• TASK ITEM
Scan the records for the word "Code". Report each line where it occurs.

Dataset entries:
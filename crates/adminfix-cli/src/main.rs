//! adminfix
//!
//! Operator tool that checks and repairs the admin client record of a hosted
//! project through its auth and REST endpoints.

use adminfix_cli::{
    apply_sql, load_statements, logging::init_logging, reinsert, repair, schema_probe,
    AdminSession, RepairOptions, RepairOutcome,
};
use adminfix_core::{
    models::{AdminStatus, Config},
    sql::preview,
    storage::{init_config_dir, ConfigStorage},
};
use adminfix_rest::{
    ApiKey, ClientFilter, Credentials, ExplicitCredentials, KeyringStore, RestClient, SecretStore,
};
use anyhow::{bail, Context, Result};
use clap::{Parser, Subcommand};
use std::path::{Path, PathBuf};
use std::time::Duration;

#[derive(Parser, Debug)]
#[command(name = "adminfix")]
#[command(about = "Check and repair the admin client record of a hosted project", long_about = None)]
struct Args {
    /// Config file (defaults to <config dir>/adminfix/config.json)
    #[arg(long, global = true)]
    config: Option<PathBuf>,

    /// Log level or filter directive (defaults to the configured level)
    #[arg(short, long, global = true)]
    log_level: Option<String>,

    /// Project base URL
    #[arg(long, env = "ADMINFIX_URL", global = true)]
    url: Option<String>,

    /// Project API key
    #[arg(long, env = "ADMINFIX_API_KEY", hide_env_values = true, global = true)]
    api_key: Option<String>,

    /// Admin account email
    #[arg(long, env = "ADMINFIX_ADMIN_EMAIL", global = true)]
    email: Option<String>,

    /// Admin account password
    #[arg(long, env = "ADMINFIX_ADMIN_PASSWORD", hide_env_values = true, global = true)]
    password: Option<String>,

    /// Full name written to the admin record
    #[arg(long, global = true)]
    full_name: Option<String>,

    #[command(subcommand)]
    command: Command,
}

#[derive(Subcommand, Debug)]
enum Command {
    /// Check the clients table and the admin record without writing
    Check,

    /// Create the admin record, or set its role to admin
    Repair {
        /// Only report what would be done
        #[arg(long)]
        dry_run: bool,
    },

    /// Delete every record of the admin user and insert a fresh one
    Reinsert {
        /// Confirm the delete
        #[arg(long)]
        yes: bool,
    },

    /// Run a SQL script statement by statement through the exec_sql RPC
    ApplySql {
        file: PathBuf,

        /// Confirm running the script
        #[arg(long)]
        yes: bool,
    },

    /// Manage secrets stored in the OS keyring
    #[command(subcommand)]
    Credentials(CredentialsCommand),

    /// Show or initialize the config file
    #[command(subcommand)]
    Config(ConfigCommand),
}

#[derive(Subcommand, Debug)]
enum CredentialsCommand {
    /// Store the given --api-key and/or --password
    Set,
    /// Remove the stored API key and password
    Clear,
    /// Show which secrets are stored
    Status,
}

#[derive(Subcommand, Debug)]
enum ConfigCommand {
    Show,
    /// Save --url, --email and --full-name to the config file
    Init,
}

#[tokio::main]
async fn main() -> Result<()> {
    dotenvy::dotenv().ok();
    let args = Args::parse();

    let storage = match args.config {
        Some(ref path) => ConfigStorage::at_path(path.clone()),
        None => ConfigStorage::new(init_config_dir()?),
    };
    let config = storage
        .load()
        .with_context(|| format!("Failed to load config from {}", storage.path().display()))?;

    let level = args
        .log_level
        .clone()
        .unwrap_or_else(|| config.log_level.clone());
    if let Some(log_path) = init_logging(&level) {
        tracing::debug!("Log file: {}", log_path.display());
    }
    tracing::debug!("Config file: {}", storage.path().display());

    let store = KeyringStore::default();

    match args.command {
        Command::Check => run_check(&args, &config, &store).await,
        Command::Repair { dry_run } => run_repair(&args, &config, &store, dry_run).await,
        Command::Reinsert { yes } => run_reinsert(&args, &config, &store, yes).await,
        Command::ApplySql { ref file, yes } => {
            run_apply_sql(&args, &config, &store, file, yes).await
        }
        Command::Credentials(ref command) => run_credentials(&args, &config, &store, command),
        Command::Config(ref command) => run_config(&args, config, &storage, command),
    }
}

fn explicit_credentials(args: &Args) -> ExplicitCredentials {
    ExplicitCredentials {
        api_key: args.api_key.clone(),
        email: args.email.clone(),
        password: args.password.clone(),
    }
}

fn rest_client(args: &Args, config: &Config, api_key: ApiKey) -> Result<RestClient> {
    let url = args
        .url
        .clone()
        .or_else(|| config.project.url.clone())
        .context("Project URL not set (use --url, ADMINFIX_URL or `adminfix config init`)")?;
    let timeout = Duration::from_secs(config.http.timeout_secs);
    Ok(RestClient::new(url, api_key, timeout)?)
}

fn repair_options(args: &Args, config: &Config, credentials: &Credentials) -> RepairOptions {
    RepairOptions {
        email: credentials.email.clone(),
        full_name: args
            .full_name
            .clone()
            .unwrap_or_else(|| config.admin.full_name.clone()),
        dry_run: false,
    }
}

async fn sign_in(client: RestClient, credentials: &Credentials) -> Result<AdminSession> {
    match AdminSession::open(client, credentials).await {
        Ok(session) => {
            println!("✓ Signed in as {}", credentials.email);
            println!("  User ID: {}", session.user.id);
            Ok(session)
        }
        Err(e) => {
            println!("✗ Failed to sign in: {}", e);
            Err(e.into())
        }
    }
}

async fn run_check(args: &Args, config: &Config, store: &dyn SecretStore) -> Result<()> {
    let credentials = Credentials::resolve(explicit_credentials(args), store, config)?;
    let client = rest_client(args, config, credentials.api_key.clone())?;

    println!("Checking clients table...");
    match schema_probe(&client).await {
        Ok(rows) => {
            println!("✓ Clients table accessible ({} sample rows)", rows.len());
            for row in rows {
                println!("  {}", row);
            }
        }
        Err(e) => println!("✗ Clients table error: {}", e),
    }

    let session = sign_in(client, &credentials).await?;
    let status = adminfix_cli::inspect(&session.client, session.user.id).await;
    session.close().await;

    let status = status?;
    match status {
        AdminStatus::Healthy { ref record } => {
            println!("✓ Client record found: {} <{}>", record.full_name, record.email);
            println!("✓ Role is already admin");
            Ok(())
        }
        AdminStatus::WrongRole { ref record } => {
            println!("✗ Client record has role '{}'", record.role);
            bail!("admin record needs repair: {}", status)
        }
        AdminStatus::Missing => {
            println!("✗ Client record not found");
            bail!("admin record needs repair: {}", status)
        }
        AdminStatus::Duplicate { ref records } => {
            println!("✗ {} client records found for one user", records.len());
            bail!("admin record needs repair: {}", status)
        }
    }
}

async fn run_repair(
    args: &Args,
    config: &Config,
    store: &dyn SecretStore,
    dry_run: bool,
) -> Result<()> {
    let credentials = Credentials::resolve(explicit_credentials(args), store, config)?;
    let client = rest_client(args, config, credentials.api_key.clone())?;
    let options = RepairOptions {
        dry_run,
        ..repair_options(args, config, &credentials)
    };

    println!("Fixing admin login...");
    let session = sign_in(client, &credentials).await?;
    let outcome = repair(&session.client, &session.user, &options).await;
    session.close().await;

    match outcome {
        Ok(outcome) => {
            println!("✓ {}", outcome);
            match outcome {
                RepairOutcome::Planned { .. } => {}
                _ => println!("Admin user fix completed"),
            }
            Ok(())
        }
        Err(e) => {
            println!("✗ {}", e);
            Err(e.into())
        }
    }
}

async fn run_reinsert(
    args: &Args,
    config: &Config,
    store: &dyn SecretStore,
    yes: bool,
) -> Result<()> {
    if !yes {
        bail!("reinsert deletes the admin user's client records; pass --yes to continue");
    }

    let credentials = Credentials::resolve(explicit_credentials(args), store, config)?;
    let client = rest_client(args, config, credentials.api_key.clone())?;
    let options = repair_options(args, config, &credentials);

    let session = sign_in(client, &credentials).await?;
    let outcome = match reinsert(&session.client, &session.user, &options).await {
        Ok(outcome) => outcome,
        Err(e) => {
            println!("✗ Failed to reinsert admin record: {}", e);
            session.close().await;
            return Err(e.into());
        }
    };

    println!(
        "✓ Removed {} old client records",
        outcome.removed.unwrap_or(outcome.existing)
    );
    println!("✓ Client record created with role {}", outcome.record.role);

    println!("Testing admin login...");
    let login = session.verify_login(&credentials).await;
    session.close().await;
    match login {
        Ok(()) => {
            println!("✓ Admin login test successful");
            Ok(())
        }
        Err(e) => {
            println!("✗ Admin login still failing: {}", e);
            Err(e.into())
        }
    }
}

async fn run_apply_sql(
    args: &Args,
    config: &Config,
    store: &dyn SecretStore,
    file: &Path,
    yes: bool,
) -> Result<()> {
    let statements = load_statements(file)
        .with_context(|| format!("Failed to read {}", file.display()))?;
    if statements.is_empty() {
        bail!("No SQL statements found in {}", file.display());
    }

    if !yes {
        println!("{} statements would be run:", statements.len());
        for statement in &statements {
            println!("  {}", preview(statement, 100));
        }
        println!("Pass --yes to run them");
        return Ok(());
    }

    let api_key = Credentials::resolve_api_key(args.api_key.clone(), store, config)?;
    let client = rest_client(args, config, api_key)?;

    let summary = apply_sql(&client, &statements, |i, outcome| {
        println!("\nExecuting statement {}/{}:", i, statements.len());
        println!("Statement: {}", preview(&outcome.statement, 100));
        match outcome.status {
            Some(status) => println!("Status Code: {}", status),
            None => println!("Status Code: none"),
        }
        println!("Response: {}", outcome.body);
        if outcome.is_success() {
            println!("✓ Success");
        } else {
            println!("✗ Failed");
        }
    })
    .await;

    println!("\n=== Summary ===");
    println!("Successful: {}/{}", summary.succeeded(), summary.total());

    let email = args.email.clone().or_else(|| config.admin.email.clone());
    if let Some(email) = email {
        println!("\nChecking admin user:");
        match client.select_clients(&ClientFilter::Email(email)).await {
            Ok(records) => {
                let status = AdminStatus::classify(records);
                println!("  {}", status);
            }
            Err(e) => println!("✗ {}", e),
        }
    }

    if !summary.all_succeeded() {
        bail!(
            "{} of {} statements failed",
            summary.total() - summary.succeeded(),
            summary.total()
        );
    }
    Ok(())
}

fn run_credentials(
    args: &Args,
    config: &Config,
    store: &dyn SecretStore,
    command: &CredentialsCommand,
) -> Result<()> {
    let api_key_entry = &config.project.api_key_keychain;
    let password_entry = &config.admin.password_keychain;

    match command {
        CredentialsCommand::Set => {
            if args.api_key.is_none() && args.password.is_none() {
                bail!("nothing to store; pass --api-key and/or --password");
            }
            if let Some(ref key) = args.api_key {
                let key = ApiKey::new(key.clone())?;
                store.set(api_key_entry, key.expose())?;
                match key.role() {
                    Ok(role) => println!("✓ Stored API key (role: {})", role),
                    Err(_) => println!("✓ Stored API key"),
                }
            }
            if let Some(ref password) = args.password {
                store.set(password_entry, password)?;
                println!("✓ Stored admin password");
            }
        }
        CredentialsCommand::Clear => {
            store.delete(api_key_entry)?;
            store.delete(password_entry)?;
            println!("✓ Removed stored API key and admin password");
        }
        CredentialsCommand::Status => {
            let stored = |name: &str| -> Result<&'static str> {
                Ok(match store.get(name)? {
                    Some(_) => "stored",
                    None => "not stored",
                })
            };
            println!("API key ({}): {}", api_key_entry, stored(api_key_entry)?);
            println!("Admin password ({}): {}", password_entry, stored(password_entry)?);
        }
    }
    Ok(())
}

fn run_config(
    args: &Args,
    mut config: Config,
    storage: &ConfigStorage,
    command: &ConfigCommand,
) -> Result<()> {
    match command {
        ConfigCommand::Show => {
            println!("# {}", storage.path().display());
            println!("{}", serde_json::to_string_pretty(&config)?);
        }
        ConfigCommand::Init => {
            if args.url.is_none() && args.email.is_none() && args.full_name.is_none() {
                bail!("nothing to save; pass --url, --email and/or --full-name");
            }
            if let Some(ref url) = args.url {
                config.project.url = Some(url.clone());
            }
            if let Some(ref email) = args.email {
                config.admin.email = Some(email.clone());
            }
            if let Some(ref full_name) = args.full_name {
                config.admin.full_name = full_name.clone();
            }
            storage.save(&config)?;
            println!("✓ Saved {}", storage.path().display());
        }
    }
    Ok(())
}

• ANSWER FOR THIS EXERCISE
            Some(status) => println!("Status Code: {}", status),
            None => println!("Status Code: none"),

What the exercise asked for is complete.